Fractional Shares. No scrip or fractional certificates will be issued in connection with the reverse stock split. Stockholders who otherwise would be entitled to receive fractional shares because they hold a number of Old Shares not evenly divisible by the number selected by the Board of Directors for the reverse stock split ratio will be entitled, upon surrender of certificate(s) representing such shares, to a cash payment in lieu thereof. The cash payment will equal the product obtained by multiplying (a) the fraction to which the stockholder would otherwise be entitled by (b) the per share closing sales price of Edgetech’s common stock on the day immediately prior to the effective time of the reverse stock split, as reported on the OTCBB. The ownership of a fractional interest will not give the holder thereof any voting, dividend other rights except to receive payment therefore as described herein. Stockholders should be aware that , under the escheat laws of the various jurisdictions where stockholders reside, where Edgetech is domiciled and where the funds will be deposited, sums due for fractional interests that are not timely claimed after the effective time may be required to be paid to the designated agent for each such jurisdiction. Thereafter, stockholders otherwise entitled to receive such funds may have to seek to obtain them directly from the state to which they were paid. If approved and effectuated, the reverse stock split will result in some stockholders owning “odd lots” of less than 100 shares of Edgetech’s common stock. Brokerage commissions and other costs of transactions in odd lots are generally somewhat higher than the costs of transactions in “round lots” of even multiples of 100 shares.

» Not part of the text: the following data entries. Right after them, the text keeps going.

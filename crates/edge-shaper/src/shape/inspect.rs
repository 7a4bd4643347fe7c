//! Upgrade decision for inbound requests.
//!
//! A pure predicate over the request head: it never contacts the backend and
//! never mutates what is forwarded.

use axum::http::header::HOST;
use axum::http::{HeaderMap, Uri};

use crate::config::RedirectConfig;

/// Header set by the TLS-terminating hop in front of the edge.
pub const FORWARDED_PROTO_HEADER: &str = "x-forwarded-proto";

/// Absolute URL a plain-HTTP request is sent to instead of the backend.
///
/// Owned and moved into the redirect builder, so it is consumed exactly once.
#[derive(Debug, Clone, PartialEq, Eq)]
pub struct RedirectIntent {
    target: String,
}

impl RedirectIntent {
    pub fn target(&self) -> &str {
        &self.target
    }

    pub fn into_target(self) -> String {
        self.target
    }
}

/// Outcome of inspection.
#[derive(Debug, Clone, PartialEq, Eq)]
pub enum Decision {
    Passthrough,
    Synthesize(RedirectIntent),
}

impl Decision {
    pub fn label(&self) -> &'static str {
        match self {
            Decision::Passthrough => "passthrough",
            Decision::Synthesize(_) => "synthesize",
        }
    }
}

/// Decides whether a request is upgraded to HTTPS at the edge.
#[derive(Debug, Clone)]
pub struct Inspector {
    /// Lowercased; `None` disables the rule.
    hostname: Option<String>,
}

impl Inspector {
    pub fn new(config: &RedirectConfig) -> Self {
        let hostname = config
            .enabled
            .then(|| config.hostname.trim().to_ascii_lowercase())
            .filter(|h| !h.is_empty());
        Self { hostname }
    }

    pub fn inspect(&self, uri: &Uri, headers: &HeaderMap) -> Decision {
        let Some(hostname) = self.hostname.as_deref() else {
            return Decision::Passthrough;
        };

        // No (readable) Host header fails open
        let Some(host) = headers.get(HOST).and_then(|v| v.to_str().ok()) else {
            return Decision::Passthrough;
        };

        if !starts_with_ignore_case(host, hostname) || is_https(headers) {
            return Decision::Passthrough;
        }

        let path = uri.path_and_query().map_or("/", |pq| pq.as_str());
        // `OPTIONS *` has no URL to redirect to
        if !path.starts_with('/') {
            return Decision::Passthrough;
        }
        Decision::Synthesize(RedirectIntent {
            target: format!("https://{host}{path}"),
        })
    }
}

/// Absent forwarded-proto counts as plain HTTP.
fn is_https(headers: &HeaderMap) -> bool {
    headers
        .get_all(FORWARDED_PROTO_HEADER)
        .iter()
        .filter_map(|v| v.to_str().ok())
        .any(|v| v.to_ascii_lowercase().contains("https"))
}

/// `prefix` must already be lowercase.
fn starts_with_ignore_case(value: &str, prefix: &str) -> bool {
    value
        .as_bytes()
        .get(..prefix.len())
        .is_some_and(|head| head.eq_ignore_ascii_case(prefix.as_bytes()))
}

Federal Income Tax Consequences of the Reverse Stock Split
The following is a summary of certain material federal income tax consequences of the reverse stock split, and is included for general information only. The following does not purport to be a complete discussion of all of the possible federal income tax consequences of the reverse stock split. Further, the following discussion does not address any state, local or foreign income or other tax consequences. Also, it does not address the tax consequences to holders that are subject to special tax rules, such as banks, insurance companies, regulated investment companies, personal holding companies, foreign entities, nonresident alien individuals, broker-dealers and tax-exempt entities. The following discussion is based on the provisions of the United States federal income tax law as of the date hereof, which is subject to change retroactively as well as prospectively. This summary also assumes that the Old Shares were, and the New Shares will be, held as & #147;capital assets,” as defined in the Internal Revenue Code of 1986, as amended (the “Code”) (i.e., generally, property held for investment). The tax treatment of a stockholder may vary depending upon the particular facts and circumstances of such stockholder. Each stockholder is urged to consult with his own tax advisor with respect to the tax consequences of the reverse stock split.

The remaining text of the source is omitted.